===== Supplied material

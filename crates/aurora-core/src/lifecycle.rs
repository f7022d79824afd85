//! Connection lifecycle: handshake, registration and teardown.
//!
//! A connection moves `Pending → Authenticated → Registered → Closed`.
//! Registration joins the global room and the user's personal room before
//! marking presence, and teardown undoes it in reverse, so presence never
//! claims a user is online without a personal room to push to.

use crate::connection::{ConnectionHandle, ConnectionId, DeliveryReceiver};
use crate::messenger::MessengerError;
use crate::presence::PresenceCache;
use crate::room::{personal_room, RoomId, GLOBAL_ROOM};
use crate::room_manager::RoomManager;
use crate::session::{Identity, SessionValidator};
use axum::http::HeaderMap;
use std::sync::Arc;
use tracing::{debug, info, warn};

/// State of a connection.
#[derive(Debug, Clone, Copy, PartialEq, Eq)]
pub enum ConnectionState {
    /// Upgrade requested, session not yet checked.
    Pending,
    /// Session validated.
    Authenticated,
    /// Joined its rooms and marked present.
    Registered,
    /// Torn down.
    Closed,
}

/// Wires connections into the room manager and presence cache.
pub struct Lifecycle {
    sessions: Arc<dyn SessionValidator>,
    rooms: Arc<RoomManager>,
    presence: Arc<PresenceCache>,
}

impl Lifecycle {
    /// Create a lifecycle handler.
    #[must_use]
    pub fn new(
        sessions: Arc<dyn SessionValidator>,
        rooms: Arc<RoomManager>,
        presence: Arc<PresenceCache>,
    ) -> Self {
        Self {
            sessions,
            rooms,
            presence,
        }
    }

    /// Validate the upgrade request.
    ///
    /// # Errors
    ///
    /// Returns `AuthenticationRequired` if the request carries no valid,
    /// unexpired session. Nothing is registered in that case.
    pub async fn handshake(&self, headers: &HeaderMap) -> Result<Identity, MessengerError> {
        match self.sessions.validate(headers).await {
            Some(identity) => {
                debug!(user = %identity.user_id, "Handshake authenticated");
                Ok(identity)
            }
            None => {
                debug!("Handshake rejected");
                Err(MessengerError::AuthenticationRequired)
            }
        }
    }

    /// Register an authenticated connection.
    ///
    /// Returns the connection and the queue of deliveries addressed to it.
    ///
    /// # Errors
    ///
    /// Returns a room error if the user ID cannot name a room. Any room
    /// already joined is left again.
    pub fn connect(&self, identity: Identity) -> Result<(Connection, DeliveryReceiver), MessengerError> {
        let id = ConnectionId::generate();
        let (handle, rx) = ConnectionHandle::new(id, identity.user_id.clone());
        let rooms = [GLOBAL_ROOM.to_string(), personal_room(&identity.user_id)];

        for (i, room) in rooms.iter().enumerate() {
            if let Err(e) = self.rooms.join(room, &handle) {
                warn!(user = %identity.user_id, room = %room, error = %e, "Failed to join room");
                for joined in &rooms[..i] {
                    self.rooms.leave(joined, handle.id());
                }
                return Err(e.into());
            }
        }
        self.presence.add(&identity.user_id);

        info!(connection = %handle.id(), user = %identity.user_id, "Connection registered");

        let connection = Connection {
            identity,
            handle,
            rooms,
            state: ConnectionState::Registered,
            room_manager: Arc::clone(&self.rooms),
            presence: Arc::clone(&self.presence),
        };
        Ok((connection, rx))
    }
}

/// A registered connection.
///
/// Closing is idempotent and also happens on drop, so every way out of the
/// socket task tears the registration down exactly once.
pub struct Connection {
    identity: Identity,
    handle: ConnectionHandle,
    rooms: [RoomId; 2],
    state: ConnectionState,
    room_manager: Arc<RoomManager>,
    presence: Arc<PresenceCache>,
}

impl Connection {
    /// Connection ID.
    #[must_use]
    pub fn id(&self) -> &ConnectionId {
        self.handle.id()
    }

    /// Authenticated identity bound to the connection.
    #[must_use]
    pub fn identity(&self) -> &Identity {
        &self.identity
    }

    /// Bound user ID.
    #[must_use]
    pub fn user_id(&self) -> &str {
        &self.identity.user_id
    }

    /// Current state.
    #[must_use]
    pub fn state(&self) -> ConnectionState {
        self.state
    }

    /// Tear the registration down.
    ///
    /// Returns `true` if this call closed the connection, `false` if it was
    /// already closed.
    pub fn close(&mut self) -> bool {
        if self.state == ConnectionState::Closed {
            return false;
        }
        self.state = ConnectionState::Closed;

        self.presence.delete(self.user_id());
        for room in &self.rooms {
            self.room_manager.leave(room, self.handle.id());
        }

        info!(connection = %self.handle.id(), user = %self.identity.user_id, "Connection closed");
        true
    }
}

impl Drop for Connection {
    fn drop(&mut self) {
        self.close();
    }
}

impl std::fmt::Debug for Connection {
    fn fmt(&self, f: &mut std::fmt::Formatter<'_>) -> std::fmt::Result {
        f.debug_struct("Connection")
            .field("id", self.handle.id())
            .field("user_id", &self.identity.user_id)
            .field("state", &self.state)
            .finish()
    }
}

==========

Task brief:
For the string "already", search the preceding data and copy every line that includes it.

Your solution:
    /// already joined is left again.
    /// already closed.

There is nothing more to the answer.